Четыре Блондинки (Бушнелл) - страница 44


В течение первого месяца лета Джейни так и подмывало обзвонить всех знакомых и объявить им по телефону: «Привет, это я, Джейни Уилкокс. Этим летом у меня появился свой собственный дом, а еще я пишу сценарий». И конечно же, когда разные люди звонили ей в течение дня в ее маленький коттедж в Бриджхэмптоне, окруженный сетчатым забором, увитым ползучими розами, она, как правило, им отвечала: «Вы не будете против, если я вам перезвоню позже? Я сейчас как раз работаю над одним эпизодом».

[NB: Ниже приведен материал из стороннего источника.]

//! Terminal output helpers

pub mod display;

pub use display::{Color, ColorOutput, ReportFormatter};
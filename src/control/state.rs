//! Run/stop state and the prompt sub-state

use crate::game_of_life::RuleFamily;
use serde::{Deserialize, Serialize};
use tracing::debug;

/// Top-level simulation state
#[derive(Debug, Clone, Copy, Default, PartialEq, Eq, Serialize, Deserialize)]
#[serde(rename_all = "snake_case")]
pub enum RunState {
    /// Shown but not advancing; only reachable by constructing a new world
    #[default]
    Wait,
    /// Advances one generation per tick
    Run,
    /// Frozen
    Stop,
}

/// Which multi-key command, if any, the user is in the middle of
#[derive(Debug, Clone, Copy, Default, PartialEq, Eq, Serialize, Deserialize)]
#[serde(rename_all = "snake_case")]
pub enum Prompt {
    #[default]
    None,
    DensityDigit,
    ModeChoice,
}

#[derive(Debug, Clone, Default)]
pub struct ControlStateMachine {
    state: RunState,
    prompt: Prompt,
    active_family: RuleFamily,
    pending_family: RuleFamily,
}

impl ControlStateMachine {
    pub fn new(family: RuleFamily) -> Self {
        Self {
            state: RunState::Wait,
            prompt: Prompt::None,
            active_family: family,
            pending_family: family,
        }
    }

    pub fn state(&self) -> RunState {
        self.state
    }

    pub fn prompt(&self) -> Prompt {
        self.prompt
    }

    pub fn active_family(&self) -> RuleFamily {
        self.active_family
    }

    pub fn pending_family(&self) -> RuleFamily {
        self.pending_family
    }

    /// Whether the engine should advance this tick
    pub fn is_running(&self) -> bool {
        self.state == RunState::Run
    }

    pub fn run(&mut self) {
        self.state = RunState::Run;
    }

    pub fn stop(&mut self) {
        self.state = RunState::Stop;
    }

    /// Flip between running and stopped; waiting is left alone
    pub fn toggle_run_stop(&mut self) {
        self.state = match self.state {
            RunState::Run => RunState::Stop,
            RunState::Stop => RunState::Run,
            RunState::Wait => RunState::Wait,
        };
    }

    pub fn begin_density_prompt(&mut self) {
        self.prompt = Prompt::DensityDigit;
    }

    /// Open mode selection, starting from the family currently in use
    pub fn begin_mode_prompt(&mut self) {
        self.pending_family = self.active_family;
        self.prompt = Prompt::ModeChoice;
    }

    /// Move the pending selection without touching the live rule table
    pub fn step_mode_selection(&mut self, delta: i32) -> RuleFamily {
        self.pending_family = self.pending_family.step(delta);
        debug!(
            index = self.pending_family.index(),
            family = self.pending_family.display_name(),
            "pending mode"
        );
        self.pending_family
    }

    /// Commit the pending selection and close the prompt
    pub fn confirm_mode_selection(&mut self) -> RuleFamily {
        self.active_family = self.pending_family;
        self.prompt = Prompt::None;
        self.active_family
    }

    /// Close whatever prompt is open, dropping an uncommitted mode choice
    pub fn cancel_prompt(&mut self) {
        if self.prompt == Prompt::ModeChoice {
            self.pending_family = self.active_family;
        }
        self.prompt = Prompt::None;
    }
}
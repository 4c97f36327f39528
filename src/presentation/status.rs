//! Status bar text shown under the grid

use super::palette::{named, Rgb};
use crate::control::{Prompt, RunState};
use crate::world::World;

/// A line of text placed in screen coordinates
#[derive(Debug, Clone, PartialEq)]
pub struct TextItem {
    pub text: String,
    pub x: usize,
    pub y: usize,
    pub size: u16,
    pub colour: Rgb,
}

/// Message and colour describing the run state
pub fn state_message(state: RunState) -> (&'static str, Rgb) {
    match state {
        RunState::Wait => ("Press 'r' to run.", named::YELLOW),
        RunState::Run => ("Running.", named::GREEN),
        RunState::Stop => ("Stopped.", named::RED),
    }
}

/// Prompt line for an open multi-key command
pub fn prompt_message(world: &World) -> Option<String> {
    match world.prompt() {
        Prompt::None => None,
        Prompt::DensityDigit => Some("RANDOM: Enter digit (0~9)".to_string()),
        Prompt::ModeChoice => Some(format!(
            "MODE: Press up/down and enter '{}'",
            world.pending_family().display_name()
        )),
    }
}

/// Mode, live count and live ratio
pub fn summary_line(world: &World) -> String {
    format!(
        "Mode: {}, live: {} \t ratio: {:.4} \t",
        world.family().display_name(),
        world.live_count(),
        world.live_ratio()
    )
}

/// Every text item of the status bar, left to right
pub fn status_items(world: &World) -> Vec<TextItem> {
    let layout = world.layout();
    let y = layout.status_y();
    let width = layout.field_width;
    let (state_text, state_colour) = state_message(world.state());

    let mut items = vec![
        TextItem {
            text: summary_line(world),
            x: 0,
            y,
            size: 16,
            colour: named::WHITE,
        },
        TextItem {
            text: "Press 'q' to quit".to_string(),
            x: width / 5,
            y,
            size: 16,
            colour: named::WHITE,
        },
    ];

    if let Some(text) = prompt_message(world) {
        items.push(TextItem {
            text,
            x: width / 2,
            y,
            size: 16,
            colour: named::WHITE,
        });
    }

    items.push(TextItem {
        text: state_text.to_string(),
        x: width - width / 10,
        y,
        size: 18,
        colour: state_colour,
    });

    items
}
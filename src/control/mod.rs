//! User control: run/stop state, prompts and key routing

pub mod input;
pub mod state;

pub use input::{parse_key_script, route, Command, Key, MouseButton};
pub use state::{ControlStateMachine, Prompt, RunState};
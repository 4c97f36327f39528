//! Presentation: age colours, status text and the drawing seam

pub mod canvas;
pub mod palette;
pub mod status;

pub use canvas::{cell_fill_rect, present, Canvas, Rect};
pub use palette::{colour_index_for_age, hsv_to_rgb, Palette, Rgb, HUE_STEPS};
pub use status::{status_items, TextItem};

Воротила как-то сказал Джейни, что она обладает «видением». И еще он сказал, что сделает из ее фильма настоящий боевик. И вообще, что он все, что хочешь, может продвинуть, а если надо, способен повлиять на присуждение «Оскара».

– Для меня, Джейни, пределов нет, – изрек Воротила. – И ты должна помнить: я родом из Джерси, а мой отец был водопроводчиком.

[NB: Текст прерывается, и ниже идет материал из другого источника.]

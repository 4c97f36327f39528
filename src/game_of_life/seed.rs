//! Random initial states: uniform density, left-to-right gradient, digit prompts

use super::engine::AutomatonEngine;
use rand::rngs::SmallRng;
use rand::{Rng, SeedableRng};
use tracing::debug;

/// Resolution of the discrete draw behind every seeded cell
pub const DRAW_RESOLUTION: u32 = 65536;

/// Largest digit accepted by the density prompt
pub const MAX_DENSITY_DIGIT: u8 = 9;

/// Density entered as a single keystroke: `digit / 11`
pub fn density_from_digit(digit: u8) -> f64 {
    digit as f64 / 11.0
}

/// Seeds cell states from a live-density ratio
#[derive(Debug, Clone)]
pub struct SeedGenerator {
    rng: SmallRng,
}

impl SeedGenerator {
    /// Reproducible generator
    pub fn from_seed(seed: u64) -> Self {
        Self {
            rng: SmallRng::seed_from_u64(seed),
        }
    }

    /// Generator seeded from the configured value, or randomly when absent
    pub fn new(seed: Option<u64>) -> Self {
        let seed = seed.unwrap_or_else(rand::random);
        debug!(seed, "seed generator ready");
        Self::from_seed(seed)
    }

    /// One cell's draw: alive iff a value in `0..65536` is at most `density * 65536`
    pub fn cell_value(&mut self, density: f64) -> bool {
        let cutoff = (DRAW_RESOLUTION as f64 * density) as i64;
        let draw = self.rng.random_range(0..DRAW_RESOLUTION) as i64;
        draw <= cutoff
    }

    /// Fill the current generation at a uniform density
    pub fn uniform(&mut self, engine: &mut AutomatonEngine, density: f64) {
        debug!(density, "uniform reseed");
        engine.reseed(|_| self.cell_value(density));
    }

    /// Fill the current generation with a density ramp from the left edge to the right
    pub fn gradient(&mut self, engine: &mut AutomatonEngine) {
        let columns = engine.columns();
        debug!(columns, "gradient reseed");
        engine.reseed(|index| {
            let density = (index % columns) as f64 / (columns + 1) as f64;
            self.cell_value(density)
        });
    }
}
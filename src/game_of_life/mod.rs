//! Cellular automaton core: grid buffers, rule tables, stepping and seeding

pub mod engine;
pub mod grid;
pub mod layout;
pub mod rules;
pub mod seed;

pub use engine::AutomatonEngine;
pub use grid::GridBuffer;
pub use layout::Layout;
pub use rules::{RuleFamily, RuleTable, Transition};
pub use seed::{density_from_digit, SeedGenerator};
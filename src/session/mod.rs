//! Headless runs over a configured world

pub mod report;
pub mod runner;

pub use report::RunReport;
pub use runner::{simulate, survey};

Он лежал нагишом у нее в кровати и курил сигару. Воротила не отличался крупными габаритами, и при этом (что весьма расстраивало Джейни) ноги у него были довольно короткие и тощие, зато грудная клетка – словно бочка, а голос – глубокий и зычный. Голос у него был такой, что Джейни была готова слушать его вечно.

– Быть успешным кинопродюсером куда лучше, чем президентом, – заявил Воротила, пожевывая кончик сигары. – Ты способен оказывать куда большее влияние на жизнь людей и – да, да не смейся! – при этом получать куда больший кайф! – Тут он ей игриво подмигнул.

– Ах ты, паршивец! – взвизгнула Джейни и бросилась на Воротилу.

Он схватил ее в объятия, подмял под себя и начал целовать.

– Это кто из нас паршивец? – Сигара при этом упала на пол, Воротила шлепнул Джейни по попке.

Впрочем, большую часть времени они вели серьезные разговоры о жизни – о Жизни с заглавной буквы. Джейни обожала вечера, когда Воротила появлялся у нее в доме около полуночи, после очередного делового ужина. По вечерам же Джейни отправлялась на какую-нибудь дурацкую вечеринку.


– Как твоя жена? – спросила Джейни, откидывая назад волосы. – Она-то как с этим справляется?

– Едри ее мать! Она так и не угомонилась за все пятнадцать лет. И я подозреваю, что не угомонится в будущем. Да будь я хоть самым затурканным монахом – все равно не угомонится.

– Это плохо, – сказала Джейни.

– Джейни… – вдруг произнес Билл.

– Что?

– Знаешь, я постоянно о тебе думал.

– Да брось ты, Билл, – со смехом прервала его она. – Уж я-то точно о тебе не вспоминала.

Она хотела было отвернуться, но Билл поймал ее руку.

– Джейни, не надо. Не делай этого. Прошу тебя. Я тут тебе душу изливаю, а ты смешиваешь меня с грязью. Да что с вами, бабами, происходит? Лезете со своей любовью, а потом – стоит вам своего добиться – бьете наотмашь по морде да еще остановиться не можете.